Two ways to locally transfer data between Snowball appliance and your on-premise data center. 
a) Snow ball client ( downloadable ) is a terminal application that can be run from local work station. Use simple Linux like commands (cp).
b) Use Amzon S3 adapter for Snowball ( downloadable ). Programmatically transfer data between on premise and Snowball using subset of Amazon S3 REST API commands. This allows you to have direct access to Snowball appliance as if it were an Amazon end point.
Example steps.....


7.Cost Model:
Three pricing components. Service fee (per job ), extra day charges as required ( beyond the first 10 days ), and data transfer. For destination storage the standard S3 rate applies.  

8.CloudFront:  

Content delivery web service for static,dynamic or streaming content by making it available at global network of  Edge locations.User requests are routed to nearest Edge location where content available. If it is not available latest content is retrieved from the definitive source. Supports all file types that can be served over HTTP. For on-demand media files RTMP can be used. CloudFront also supports live media over HTTP.
CloudFront is optimized to work with other web services like ELB, EC2, S3 and Route 53.
CloudFront also works seamlessly with any non-AWS origin servers.

1.Usage Patterns:
Ideal for frequently accessed static web content. Can also deliver dynamic or mixed content. Can stream audio and video. Invalidating cache and/or object versioning can be used.

2.Performance:
Meant for low latency high bandwidth delivery of content. Normally routing based on latency to the nearest. Latency is the time it takes for the first byte to reach the destination.

 
3.Durability and Availability:
This is not meant for durable storage. Origin server provides durability ( S3 or web server on EC2 ). There is no central point of failure.


4.Scalability and Elasticity:
You can start slow and grow globally. With CloudFront there is no need to add expensive web server capacity. As the traffic increases or spikes, CloudFront service automatically responds to the demand. Multiple layers of caching at edge locations.

5.Security:
IAM security access roles. Log files can capture details of each request. CloudFront also integrates with CloudWatch metrics.

6.Interfaces:
Can be managed and configured in many ways. Management console supports CloudFront API functions. Enable or disable distributions, configure CNAMES, enable end user logging using the console. Can also use CLI, REST API or the SDKs.

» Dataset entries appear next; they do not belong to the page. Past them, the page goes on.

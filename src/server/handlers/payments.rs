use axum::body::Bytes;
use axum::extract::{Extension, Json};
use axum::http::HeaderMap;
use serde_json::{json, Value};

use crate::error::Error;
use crate::external::stripe;
use crate::server::DynAPI;

#[axum_macros::debug_handler]
pub async fn webhook(
    Extension(api): Extension<DynAPI>,
    headers: HeaderMap,
    body: Bytes,
) -> Result<Json<Value>, Error> {
    let signature = headers
        .get(stripe::SIGNATURE_HEADER)
        .and_then(|value| value.to_str().ok())
        .unwrap_or_default();

    api.process_webhook(&body, signature).await?;

    Ok(Json(json!({ "received": true })))
}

There is no  data API for CloudFront and no command to preload data. Data is automatically puled in to an Edge location on the first access of an object from that location. HTTP or HTTPS possible.


7.Cost Model:
No long term contracts or required minimum monthly - you pay for the content you deliver. Two pricing components a) regional data transfer out  ( per GB ) and b) requests ( per 10K ). Free usage tier has 50GB data transfer and 2 million HTTP/S requests per month.
If you use any AWS service as origin , "origin fetches" will be free. Data transfer out of CloudFront to origin server will be billed at the "Regional Data Transfer Out Of Origin Rates". 


Three price classes as per location of distribution. Global, US/Canada or regional. 
Offers a reserved capacity plan which offers huge discount.